*** Opening of Input for this task ***

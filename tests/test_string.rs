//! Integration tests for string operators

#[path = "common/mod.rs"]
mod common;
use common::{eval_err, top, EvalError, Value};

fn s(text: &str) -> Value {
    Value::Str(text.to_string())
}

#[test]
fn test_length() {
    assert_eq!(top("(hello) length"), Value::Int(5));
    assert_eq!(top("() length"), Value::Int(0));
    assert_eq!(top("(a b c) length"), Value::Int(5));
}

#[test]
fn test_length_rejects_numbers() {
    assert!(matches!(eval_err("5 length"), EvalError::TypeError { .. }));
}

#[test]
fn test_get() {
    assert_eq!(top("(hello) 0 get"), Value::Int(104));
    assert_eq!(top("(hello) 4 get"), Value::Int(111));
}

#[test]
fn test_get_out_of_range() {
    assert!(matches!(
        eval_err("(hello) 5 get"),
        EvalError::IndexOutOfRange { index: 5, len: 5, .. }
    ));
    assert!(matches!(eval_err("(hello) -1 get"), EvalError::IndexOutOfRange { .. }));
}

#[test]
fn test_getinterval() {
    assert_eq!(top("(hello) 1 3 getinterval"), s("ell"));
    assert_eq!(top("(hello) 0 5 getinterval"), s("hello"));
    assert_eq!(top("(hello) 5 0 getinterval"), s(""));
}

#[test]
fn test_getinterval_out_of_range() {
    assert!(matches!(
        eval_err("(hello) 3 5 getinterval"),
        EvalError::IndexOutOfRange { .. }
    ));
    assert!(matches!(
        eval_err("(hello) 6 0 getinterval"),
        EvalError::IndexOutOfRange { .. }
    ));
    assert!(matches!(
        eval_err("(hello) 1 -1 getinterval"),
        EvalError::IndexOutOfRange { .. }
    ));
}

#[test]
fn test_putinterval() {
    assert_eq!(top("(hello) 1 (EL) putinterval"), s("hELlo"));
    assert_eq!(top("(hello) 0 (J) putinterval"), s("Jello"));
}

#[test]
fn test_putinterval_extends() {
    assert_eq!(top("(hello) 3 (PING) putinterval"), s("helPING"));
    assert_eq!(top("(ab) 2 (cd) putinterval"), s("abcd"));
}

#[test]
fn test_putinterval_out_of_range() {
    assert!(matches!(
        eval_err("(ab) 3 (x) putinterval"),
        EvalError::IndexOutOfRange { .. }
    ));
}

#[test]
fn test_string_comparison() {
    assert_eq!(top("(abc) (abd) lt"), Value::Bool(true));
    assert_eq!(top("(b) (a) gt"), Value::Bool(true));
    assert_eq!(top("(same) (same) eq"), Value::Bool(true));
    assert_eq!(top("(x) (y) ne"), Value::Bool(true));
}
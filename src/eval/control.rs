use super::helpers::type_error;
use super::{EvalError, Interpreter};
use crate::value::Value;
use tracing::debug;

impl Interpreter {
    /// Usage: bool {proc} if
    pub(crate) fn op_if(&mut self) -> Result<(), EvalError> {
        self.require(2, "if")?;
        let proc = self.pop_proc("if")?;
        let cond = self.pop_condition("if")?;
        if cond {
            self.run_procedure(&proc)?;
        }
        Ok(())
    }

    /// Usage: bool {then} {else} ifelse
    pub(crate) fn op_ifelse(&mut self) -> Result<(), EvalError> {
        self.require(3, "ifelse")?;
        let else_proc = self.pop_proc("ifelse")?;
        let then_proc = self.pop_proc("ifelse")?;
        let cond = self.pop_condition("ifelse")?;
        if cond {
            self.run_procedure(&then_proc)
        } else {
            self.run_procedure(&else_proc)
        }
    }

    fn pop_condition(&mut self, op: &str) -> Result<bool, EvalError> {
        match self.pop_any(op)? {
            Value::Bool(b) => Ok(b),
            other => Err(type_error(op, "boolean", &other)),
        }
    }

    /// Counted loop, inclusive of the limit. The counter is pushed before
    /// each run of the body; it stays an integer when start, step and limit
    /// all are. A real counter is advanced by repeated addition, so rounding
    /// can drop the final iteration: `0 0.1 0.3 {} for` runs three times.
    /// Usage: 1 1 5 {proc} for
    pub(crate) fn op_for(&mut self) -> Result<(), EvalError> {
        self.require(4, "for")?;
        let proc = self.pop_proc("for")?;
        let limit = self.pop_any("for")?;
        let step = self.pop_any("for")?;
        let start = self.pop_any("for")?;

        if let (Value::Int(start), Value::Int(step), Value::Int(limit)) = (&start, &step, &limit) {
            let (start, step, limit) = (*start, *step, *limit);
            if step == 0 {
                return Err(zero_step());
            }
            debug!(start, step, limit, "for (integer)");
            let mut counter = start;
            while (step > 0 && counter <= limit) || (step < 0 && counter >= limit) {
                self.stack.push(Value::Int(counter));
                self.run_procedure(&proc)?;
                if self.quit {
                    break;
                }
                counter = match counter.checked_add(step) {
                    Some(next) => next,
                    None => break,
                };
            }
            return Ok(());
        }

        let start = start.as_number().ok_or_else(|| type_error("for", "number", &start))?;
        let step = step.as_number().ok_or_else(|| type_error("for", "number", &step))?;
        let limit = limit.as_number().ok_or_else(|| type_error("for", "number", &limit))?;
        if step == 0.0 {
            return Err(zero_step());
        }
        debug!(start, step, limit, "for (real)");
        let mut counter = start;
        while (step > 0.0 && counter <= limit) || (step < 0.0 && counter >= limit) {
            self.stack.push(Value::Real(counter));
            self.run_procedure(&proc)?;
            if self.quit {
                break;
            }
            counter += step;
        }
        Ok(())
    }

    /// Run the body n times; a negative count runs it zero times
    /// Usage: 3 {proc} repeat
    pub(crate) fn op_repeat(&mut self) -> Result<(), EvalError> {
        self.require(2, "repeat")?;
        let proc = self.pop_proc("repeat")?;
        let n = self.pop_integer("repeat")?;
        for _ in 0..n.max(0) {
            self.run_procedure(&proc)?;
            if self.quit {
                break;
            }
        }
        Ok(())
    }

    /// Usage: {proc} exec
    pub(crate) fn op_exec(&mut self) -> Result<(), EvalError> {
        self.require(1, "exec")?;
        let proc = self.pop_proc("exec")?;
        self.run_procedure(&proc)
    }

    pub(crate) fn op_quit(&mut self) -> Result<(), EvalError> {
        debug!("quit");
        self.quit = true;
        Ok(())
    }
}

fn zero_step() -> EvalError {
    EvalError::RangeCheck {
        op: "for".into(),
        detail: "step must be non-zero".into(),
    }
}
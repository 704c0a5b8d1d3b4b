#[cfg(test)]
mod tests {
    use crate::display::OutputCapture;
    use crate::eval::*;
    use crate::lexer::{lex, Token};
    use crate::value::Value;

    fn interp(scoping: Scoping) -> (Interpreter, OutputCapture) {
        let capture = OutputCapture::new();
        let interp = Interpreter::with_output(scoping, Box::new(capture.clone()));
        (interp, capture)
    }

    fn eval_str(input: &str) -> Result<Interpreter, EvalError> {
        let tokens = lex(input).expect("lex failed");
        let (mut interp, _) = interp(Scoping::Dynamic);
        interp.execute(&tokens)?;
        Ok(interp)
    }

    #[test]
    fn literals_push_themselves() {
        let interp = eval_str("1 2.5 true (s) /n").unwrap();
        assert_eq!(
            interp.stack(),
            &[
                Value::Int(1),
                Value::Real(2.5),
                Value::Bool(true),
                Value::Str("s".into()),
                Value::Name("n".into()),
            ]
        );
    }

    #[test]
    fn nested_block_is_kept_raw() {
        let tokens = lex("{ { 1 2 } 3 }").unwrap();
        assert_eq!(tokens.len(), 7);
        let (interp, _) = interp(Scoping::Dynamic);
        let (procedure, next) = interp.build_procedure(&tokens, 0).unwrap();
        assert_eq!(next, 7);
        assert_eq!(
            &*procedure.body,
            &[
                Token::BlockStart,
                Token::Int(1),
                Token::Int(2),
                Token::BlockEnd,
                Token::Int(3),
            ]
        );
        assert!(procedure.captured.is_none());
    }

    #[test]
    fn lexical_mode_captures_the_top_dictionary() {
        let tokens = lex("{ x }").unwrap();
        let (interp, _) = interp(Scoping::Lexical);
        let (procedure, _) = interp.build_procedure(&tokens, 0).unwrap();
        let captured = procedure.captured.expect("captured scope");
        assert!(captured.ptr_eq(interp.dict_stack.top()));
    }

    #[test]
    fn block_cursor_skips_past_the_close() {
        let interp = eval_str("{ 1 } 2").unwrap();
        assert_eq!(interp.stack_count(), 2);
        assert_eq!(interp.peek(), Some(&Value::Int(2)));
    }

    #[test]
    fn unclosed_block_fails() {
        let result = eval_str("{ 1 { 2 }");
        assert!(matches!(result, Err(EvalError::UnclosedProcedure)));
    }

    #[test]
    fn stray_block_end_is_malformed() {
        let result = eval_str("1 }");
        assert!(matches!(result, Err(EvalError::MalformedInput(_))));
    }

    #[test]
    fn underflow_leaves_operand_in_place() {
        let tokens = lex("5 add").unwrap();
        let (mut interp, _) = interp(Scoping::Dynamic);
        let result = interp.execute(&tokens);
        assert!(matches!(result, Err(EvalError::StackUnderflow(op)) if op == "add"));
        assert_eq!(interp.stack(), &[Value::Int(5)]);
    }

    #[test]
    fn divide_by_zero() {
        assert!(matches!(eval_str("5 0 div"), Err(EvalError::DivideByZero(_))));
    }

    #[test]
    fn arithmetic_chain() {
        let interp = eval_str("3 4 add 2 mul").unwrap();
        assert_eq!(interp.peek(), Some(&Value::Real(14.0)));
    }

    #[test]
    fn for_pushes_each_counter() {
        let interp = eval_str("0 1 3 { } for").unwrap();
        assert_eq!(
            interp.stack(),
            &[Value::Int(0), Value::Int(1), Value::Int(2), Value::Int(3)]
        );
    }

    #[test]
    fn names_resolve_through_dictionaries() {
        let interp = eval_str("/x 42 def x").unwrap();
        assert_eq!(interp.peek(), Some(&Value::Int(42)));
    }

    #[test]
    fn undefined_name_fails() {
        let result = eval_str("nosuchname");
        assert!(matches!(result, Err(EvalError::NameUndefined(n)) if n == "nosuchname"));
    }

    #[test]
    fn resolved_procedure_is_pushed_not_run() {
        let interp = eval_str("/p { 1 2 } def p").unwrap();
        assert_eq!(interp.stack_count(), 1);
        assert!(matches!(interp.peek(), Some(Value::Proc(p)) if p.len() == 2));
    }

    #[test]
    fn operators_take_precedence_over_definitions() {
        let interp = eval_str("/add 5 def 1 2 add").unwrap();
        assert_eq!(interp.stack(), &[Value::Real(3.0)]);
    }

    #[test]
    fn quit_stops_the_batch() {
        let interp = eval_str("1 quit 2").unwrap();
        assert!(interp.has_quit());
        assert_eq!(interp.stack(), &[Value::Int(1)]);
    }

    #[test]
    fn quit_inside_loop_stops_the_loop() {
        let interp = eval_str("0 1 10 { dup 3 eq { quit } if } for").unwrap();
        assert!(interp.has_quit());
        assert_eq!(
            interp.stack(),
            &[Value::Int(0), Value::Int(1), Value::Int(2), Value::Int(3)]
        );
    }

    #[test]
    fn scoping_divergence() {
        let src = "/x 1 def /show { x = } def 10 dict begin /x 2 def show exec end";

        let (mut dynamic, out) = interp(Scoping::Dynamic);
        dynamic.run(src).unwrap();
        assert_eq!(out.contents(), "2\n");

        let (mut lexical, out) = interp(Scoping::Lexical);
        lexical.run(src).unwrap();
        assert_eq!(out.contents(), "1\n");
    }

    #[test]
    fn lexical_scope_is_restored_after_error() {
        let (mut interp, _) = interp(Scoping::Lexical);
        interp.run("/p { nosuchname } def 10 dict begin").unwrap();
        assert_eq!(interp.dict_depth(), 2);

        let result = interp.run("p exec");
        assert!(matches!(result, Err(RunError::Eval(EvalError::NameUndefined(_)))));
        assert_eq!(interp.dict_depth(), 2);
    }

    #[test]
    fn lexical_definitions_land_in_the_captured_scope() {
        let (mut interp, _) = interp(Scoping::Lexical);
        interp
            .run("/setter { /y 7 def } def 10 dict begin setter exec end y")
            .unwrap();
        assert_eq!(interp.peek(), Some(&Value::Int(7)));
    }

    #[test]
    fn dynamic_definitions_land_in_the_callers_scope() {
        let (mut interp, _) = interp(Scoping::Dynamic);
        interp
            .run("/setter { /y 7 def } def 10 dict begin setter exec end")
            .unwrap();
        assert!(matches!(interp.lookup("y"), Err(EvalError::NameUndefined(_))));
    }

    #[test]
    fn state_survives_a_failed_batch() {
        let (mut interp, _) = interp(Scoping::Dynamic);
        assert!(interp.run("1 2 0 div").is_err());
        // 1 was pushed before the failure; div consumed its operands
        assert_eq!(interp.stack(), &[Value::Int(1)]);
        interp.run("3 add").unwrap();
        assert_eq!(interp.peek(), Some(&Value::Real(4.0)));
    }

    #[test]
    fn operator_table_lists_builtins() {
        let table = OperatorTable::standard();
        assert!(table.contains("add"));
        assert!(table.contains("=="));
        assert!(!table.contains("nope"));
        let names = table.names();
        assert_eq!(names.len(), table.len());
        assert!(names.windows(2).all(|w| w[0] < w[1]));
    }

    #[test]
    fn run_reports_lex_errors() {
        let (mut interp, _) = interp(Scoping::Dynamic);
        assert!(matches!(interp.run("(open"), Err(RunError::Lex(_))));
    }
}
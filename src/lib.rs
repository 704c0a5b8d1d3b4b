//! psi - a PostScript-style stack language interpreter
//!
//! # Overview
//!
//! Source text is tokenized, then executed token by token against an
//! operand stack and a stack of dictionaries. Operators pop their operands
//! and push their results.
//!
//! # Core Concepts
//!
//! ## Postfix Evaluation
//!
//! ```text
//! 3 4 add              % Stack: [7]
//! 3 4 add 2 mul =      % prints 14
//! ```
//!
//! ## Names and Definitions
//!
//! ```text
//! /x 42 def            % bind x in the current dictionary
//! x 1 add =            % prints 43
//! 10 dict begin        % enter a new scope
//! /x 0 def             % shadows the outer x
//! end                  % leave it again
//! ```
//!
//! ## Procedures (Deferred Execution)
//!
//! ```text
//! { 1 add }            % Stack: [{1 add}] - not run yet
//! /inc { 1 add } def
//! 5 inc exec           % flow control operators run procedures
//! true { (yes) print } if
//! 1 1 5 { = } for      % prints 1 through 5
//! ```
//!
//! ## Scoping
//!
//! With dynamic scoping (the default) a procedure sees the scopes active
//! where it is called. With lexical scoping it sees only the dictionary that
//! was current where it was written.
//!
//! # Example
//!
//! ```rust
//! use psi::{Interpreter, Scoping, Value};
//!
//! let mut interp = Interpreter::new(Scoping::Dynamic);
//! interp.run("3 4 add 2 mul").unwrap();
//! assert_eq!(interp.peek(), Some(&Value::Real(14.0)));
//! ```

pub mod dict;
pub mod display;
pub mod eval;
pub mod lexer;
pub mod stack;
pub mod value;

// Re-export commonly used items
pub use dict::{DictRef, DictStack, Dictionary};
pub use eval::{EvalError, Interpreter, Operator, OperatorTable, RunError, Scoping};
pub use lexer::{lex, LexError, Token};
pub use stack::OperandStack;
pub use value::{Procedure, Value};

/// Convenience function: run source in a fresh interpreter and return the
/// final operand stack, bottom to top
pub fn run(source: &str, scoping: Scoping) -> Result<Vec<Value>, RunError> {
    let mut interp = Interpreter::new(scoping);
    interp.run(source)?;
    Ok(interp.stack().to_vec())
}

*** Close of Input for this task ***

* **Exercise goal**
Wherever the string "Usage" appears in the records above, copy the line it sits in.

* **Written solution**
    /// Usage: bool {proc} if
    /// Usage: bool {then} {else} ifelse
    /// Usage: 1 1 5 {proc} for
    /// Usage: 3 {proc} repeat
    /// Usage: {proc} exec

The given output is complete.